**Work to complete:**
In the entries below, find the line with "fn application_block(flat: &FlatMap)" and the line with "fn synth(record: serde_json::Value)". Return those two lines and all lines between them, exactly.

**Given records:**
//! Deterministic Markdown synthesis from a flattened scheme record.
//!
//! The output layout is fixed:
//!
//! ```text
//! # <title>
//! _<ministry> • <department>_
//!
//! ## <section>            one block per non-empty rule in SECTION_RULES
//! <value>
//!
//! ## Benefits             composite blocks, in this order
//! ## Application Process
//! ## Documents Required
//! ```
//!
//! Every section resolves through [`pick_first`]: candidate paths are tried
//! in order and the first non-empty value wins. Candidates are never merged.
//! Rule order is part of the output contract.

use crate::flatten::FlatMap;
use crate::models::DocumentMetadata;

/// A single-field section: a heading and the paths that may fill it.
#[derive(Debug, Clone, Copy)]
pub struct SectionRule {
    pub label: &'static str,
    pub candidates: &'static [&'static str],
}

pub const SECTION_RULES: &[SectionRule] = &[
    SectionRule {
        label: "Level",
        candidates: &["basicDetails.level.label"],
    },
    SectionRule {
        label: "Category",
        candidates: &[
            "basicDetails.schemeSubCategory",
            "basicDetails.schemeCategory",
        ],
    },
    SectionRule {
        label: "Target Beneficiaries",
        candidates: &["basicDetails.targetBeneficiaries"],
    },
    SectionRule {
        label: "DBT Scheme",
        candidates: &["basicDetails.dbtScheme"],
    },
    SectionRule {
        label: "Implementing Agency",
        candidates: &["basicDetails.implementingAgency"],
    },
    SectionRule {
        label: "Tags",
        candidates: &["basicDetails.tags"],
    },
    SectionRule {
        label: "Open Date",
        candidates: &["basicDetails.schemeOpenDate"],
    },
    SectionRule {
        label: "Close Date",
        candidates: &["basicDetails.schemeCloseDate"],
    },
    SectionRule {
        label: "Brief Description",
        candidates: &["schemeContent.briefDescription"],
    },
    SectionRule {
        label: "Detailed Description",
        candidates: &["schemeContent.detailedDescription_md"],
    },
    SectionRule {
        label: "Eligibility",
        candidates: &["eligibilityCriteria.eligibilityDescription_md"],
    },
    SectionRule {
        label: "Official Links",
        candidates: &["schemeContent.references"],
    },
];

pub const TITLE_PATHS: &[&str] = &["basicDetails.schemeName", "schemeShortTitle", "title"];
pub const MINISTRY_PATHS: &[&str] = &["basicDetails.nodalMinistryName.label"];
pub const DEPARTMENT_PATHS: &[&str] = &["basicDetails.nodalDepartmentName.label"];

const BENEFIT_TYPE_PATHS: &[&str] = &["schemeContent.benefitTypes.label"];
const BENEFITS_PREFIX: &str = "schemeContent.benefits[";
const APPLICATION_STEPS_PREFIX: &str = "applicationProcess[0].process[";
const APPLICATION_URL_PATHS: &[&str] = &["applicationProcess[0].url", "applicationProcess.url"];
const DOCUMENT_PREFIXES: &[&str] = &[
    "application.documents[",
    "applicationProcess[0].documents[",
    "schemeContent.documentsRequired[",
];

/// Harvested list entries end in this path segment.
const TEXT_SUFFIX: &str = ".text";

/// Byline separator between ministry and department.
const BYLINE_SEPARATOR: &str = " • ";

#[derive(Debug, Clone, PartialEq, Eq)]
pub struct SynthesizedDocument {
    pub text: String,
    pub metadata: DocumentMetadata,
}

#[derive(Debug, Clone, Copy, PartialEq, Eq)]
pub enum ListStyle {
    /// `- item`
    Bulleted,
    /// `1. item`
    Numbered,
}

/// Return the first candidate whose trimmed value is non-empty, or `""`.
pub fn pick_first(flat: &FlatMap, candidates: &[&str]) -> String {
    candidates
        .iter()
        .filter_map(|path| flat.get(path))
        .map(str::trim)
        .find(|value| !value.is_empty())
        .map(str::to_string)
        .unwrap_or_default()
}

/// Gather every `<prefix>….text` value, in document order, as a list.
pub fn collect_texts(flat: &FlatMap, prefix: &str, style: ListStyle) -> String {
    let items: Vec<&str> = flat
        .iter()
        .filter(|(path, _)| path.starts_with(prefix) && path.ends_with(TEXT_SUFFIX))
        .map(|(_, value)| value.trim())
        .filter(|value| !value.is_empty())
        .collect();

    items
        .iter()
        .enumerate()
        .map(|(i, item)| match style {
            ListStyle::Bulleted => format!("- {}", item),
            ListStyle::Numbered => format!("{}. {}", i + 1, item),
        })
        .collect::<Vec<_>>()
        .join("\n")
}

/// Title, ministry and department, resolved independently of section rendering.
pub fn extract_metadata(flat: &FlatMap) -> DocumentMetadata {
    DocumentMetadata {
        title: pick_first(flat, TITLE_PATHS),
        ministry: pick_first(flat, MINISTRY_PATHS),
        department: pick_first(flat, DEPARTMENT_PATHS),
    }
}

/// Project a flat map into the scheme's Markdown document.
pub fn synthesize(flat: &FlatMap) -> SynthesizedDocument {
    let metadata = extract_metadata(flat);
    let mut blocks: Vec<String> = Vec::new();

    if !metadata.title.is_empty() {
        blocks.push(format!("# {}", metadata.title));
    }
    let byline: Vec<&str> = [metadata.ministry.as_str(), metadata.department.as_str()]
        .into_iter()
        .filter(|part| !part.is_empty())
        .collect();
    if !byline.is_empty() {
        blocks.push(format!("_{}_", byline.join(BYLINE_SEPARATOR)));
    }
    // Spacer between the header and the first section.
    blocks.push(String::new());

    for rule in SECTION_RULES {
        let value = pick_first(flat, rule.candidates);
        if !value.is_empty() {
            blocks.push(format!("## {}\n{}", rule.label, value));
        }
    }

    if let Some(block) = benefits_block(flat) {
        blocks.push(block);
    }
    if let Some(block) = application_block(flat) {
        blocks.push(block);
    }
    if let Some(block) = documents_block(flat) {
        blocks.push(block);
    }

    SynthesizedDocument {
        text: blocks.join("\n\n").trim().to_string(),
        metadata,
    }
}

fn benefits_block(flat: &FlatMap) -> Option<String> {
    let parts = non_empty(vec![
        pick_first(flat, BENEFIT_TYPE_PATHS),
        collect_texts(flat, BENEFITS_PREFIX, ListStyle::Bulleted),
    ]);
    (!parts.is_empty()).then(|| format!("## Benefits\n{}", parts.join("\n\n")))
}

fn application_block(flat: &FlatMap) -> Option<String> {
    let parts = non_empty(vec![
        collect_texts(flat, APPLICATION_STEPS_PREFIX, ListStyle::Numbered),
        pick_first(flat, APPLICATION_URL_PATHS),
    ]);
    (!parts.is_empty()).then(|| format!("## Application Process\n{}", parts.join("\n\n")))
}

fn documents_block(flat: &FlatMap) -> Option<String> {
    DOCUMENT_PREFIXES
        .iter()
        .map(|prefix| collect_texts(flat, prefix, ListStyle::Bulleted))
        .find(|list| !list.is_empty())
        .map(|list| format!("## Documents Required\n{}", list))
}

fn non_empty(parts: Vec<String>) -> Vec<String> {
    parts.into_iter().filter(|p| !p.is_empty()).collect()
}

#[cfg(test)]
mod tests {
    use super::*;
    use crate::flatten::flatten;
    use serde_json::json;

    fn synth(record: serde_json::Value) -> SynthesizedDocument {
        synthesize(&flatten(&record).unwrap())
    }

    #[test]
    fn test_title_and_brief_description_preserve_numbers() {
        let doc = synth(json!({
            "basicDetails": {"schemeName": "PM Kisan"},
            "schemeContent": {"briefDescription": "Income support of ₹6,000/year."}
        }));
        assert!(doc.text.starts_with("# PM Kisan"));
        assert!(doc
            .text
            .contains("## Brief Description\nIncome support of ₹6,000/year."));
        assert_eq!(doc.metadata.title, "PM Kisan");
    }

    #[test]
    fn test_boolean_section_renders_capitalized() {
        let doc = synth(json!({
            "basicDetails": {"schemeName": "PM Kisan", "dbtScheme": true}
        }));
        assert!(doc.text.contains("## DBT Scheme\nTrue"));
    }

    #[test]
    fn test_full_header_layout() {
        let doc = synth(json!({
            "basicDetails": {
                "schemeName": "PM Kisan",
                "nodalMinistryName": {"label": "Ministry of Agriculture"},
                "nodalDepartmentName": {"label": "Department of Agriculture"},
                "level": {"label": "Central"}
            }
        }));
        assert_eq!(
            doc.text,
            "# PM Kisan\n\n_Ministry of Agriculture • Department of Agriculture_\n\n\n\n## Level\nCentral"
        );
        assert_eq!(doc.metadata.ministry, "Ministry of Agriculture");
        assert_eq!(doc.metadata.department, "Department of Agriculture");
    }

    #[test]
    fn test_absent_sections_are_omitted() {
        let doc = synth(json!({
            "basicDetails": {"schemeName": "X", "tags": "", "schemeOpenDate": "   "}
        }));
        assert_eq!(doc.text, "# X");
        assert!(!doc.text.contains("## Tags"));
        assert!(!doc.text.contains("## Open Date"));
    }

    #[test]
    fn test_pick_first_respects_candidate_order() {
        let flat = flatten(&json!({
            "basicDetails": {"schemeCategory": "Education", "schemeSubCategory": "Scholarship"}
        }))
        .unwrap();
        assert_eq!(
            pick_first(&flat, SECTION_RULES[1].candidates),
            "Scholarship"
        );

        let fallback = flatten(&json!({
            "basicDetails": {"schemeCategory": "Education", "schemeSubCategory": " "}
        }))
        .unwrap();
        assert_eq!(
            pick_first(&fallback, SECTION_RULES[1].candidates),
            "Education"
        );
        assert_eq!(pick_first(&fallback, &["missing.path"]), "");
    }

    #[test]
    fn test_title_falls_back_to_short_title() {
        let doc = synth(json!({"schemeShortTitle": "NSP", "title": "ignored"}));
        assert_eq!(doc.metadata.title, "NSP");
    }

    #[test]
    fn test_sections_follow_rule_order() {
        let doc = synth(json!({
            "eligibilityCriteria": {"eligibilityDescription_md": "Must be a farmer."},
            "basicDetails": {"schemeName": "S", "tags": "Farmer, Income", "level": {"label": "Central"}},
            "schemeContent": {"briefDescription": "Brief."}
        }));
        let level = doc.text.find("## Level").unwrap();
        let tags = doc.text.find("## Tags").unwrap();
        let brief = doc.text.find("## Brief Description").unwrap();
        let eligibility = doc.text.find("## Eligibility").unwrap();
        assert!(level < tags && tags < brief && brief < eligibility);
    }

    #[test]
    fn test_benefits_block_combines_type_and_bullets() {
        let doc = synth(json!({
            "schemeContent": {
                "benefitTypes": {"label": "Cash"},
                "benefits": [
                    {"type": "paragraph", "children": [{"text": "₹2,000 per instalment"}]},
                    {"type": "paragraph", "children": [{"text": "  "}]},
                    {"type": "paragraph", "children": [{"text": "Three instalments a year"}]}
                ]
            }
        }));
        assert!(doc.text.contains(
            "## Benefits\nCash\n\n- ₹2,000 per instalment\n- Three instalments a year"
        ));
    }

    #[test]
    fn test_benefits_block_without_type() {
        let doc = synth(json!({"schemeContent": {"benefits": [{"text": "Only bullet"}]}}));
        assert_eq!(doc.text, "## Benefits\n- Only bullet");
    }

    #[test]
    fn test_application_process_numbered_with_url() {
        let doc = synth(json!({
            "applicationProcess": [{
                "mode": "Online",
                "url": "https://pmkisan.gov.in",
                "process": [
                    {"children": [{"text": "Visit the portal."}]},
                    {"children": [{"text": "Register with Aadhaar."}]}
                ]
            }]
        }));
        assert!(doc.text.contains(
            "## Application Process\n1. Visit the portal.\n2. Register with Aadhaar.\n\nhttps://pmkisan.gov.in"
        ));
    }

    #[test]
    fn test_documents_first_non_empty_prefix_wins() {
        let doc = synth(json!({
            "applicationProcess": [{"documents": [{"text": "Aadhaar card"}]}],
            "schemeContent": {"documentsRequired": [{"text": "Should not appear"}]}
        }));
        assert!(doc.text.contains("## Documents Required\n- Aadhaar card"));
        assert!(!doc.text.contains("Should not appear"));

        let fallback = synth(json!({
            "schemeContent": {"documentsRequired": [{"text": "Land records"}]}
        }));
        assert!(fallback
            .text
            .contains("## Documents Required\n- Land records"));
    }

    #[test]
    fn test_empty_record_yields_empty_text() {
        let doc = synth(json!({}));
        assert_eq!(doc.text, "");
        assert_eq!(doc.metadata, DocumentMetadata::default());
    }

    #[test]
    fn test_synthesis_is_deterministic() {
        let record = json!({
            "basicDetails": {"schemeName": "A", "tags": ["x", "y"]},
            "schemeContent": {"benefits": [{"text": "b1"}, {"text": "b2"}]}
        });
        let first = synth(record.clone());
        let second = synth(record);
        assert_eq!(first, second);
    }
}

**Answer to this task:**
fn application_block(flat: &FlatMap) -> Option<String> {
    let parts = non_empty(vec![
        collect_texts(flat, APPLICATION_STEPS_PREFIX, ListStyle::Numbered),
        pick_first(flat, APPLICATION_URL_PATHS),
    ]);
    (!parts.is_empty()).then(|| format!("## Application Process\n{}", parts.join("\n\n")))
}

fn documents_block(flat: &FlatMap) -> Option<String> {
    DOCUMENT_PREFIXES
        .iter()
        .map(|prefix| collect_texts(flat, prefix, ListStyle::Bulleted))
        .find(|list| !list.is_empty())
        .map(|list| format!("## Documents Required\n{}", list))
}

fn non_empty(parts: Vec<String>) -> Vec<String> {
    parts.into_iter().filter(|p| !p.is_empty()).collect()
}

#[cfg(test)]
mod tests {
    use super::*;
    use crate::flatten::flatten;
    use serde_json::json;

    fn synth(record: serde_json::Value) -> SynthesizedDocument {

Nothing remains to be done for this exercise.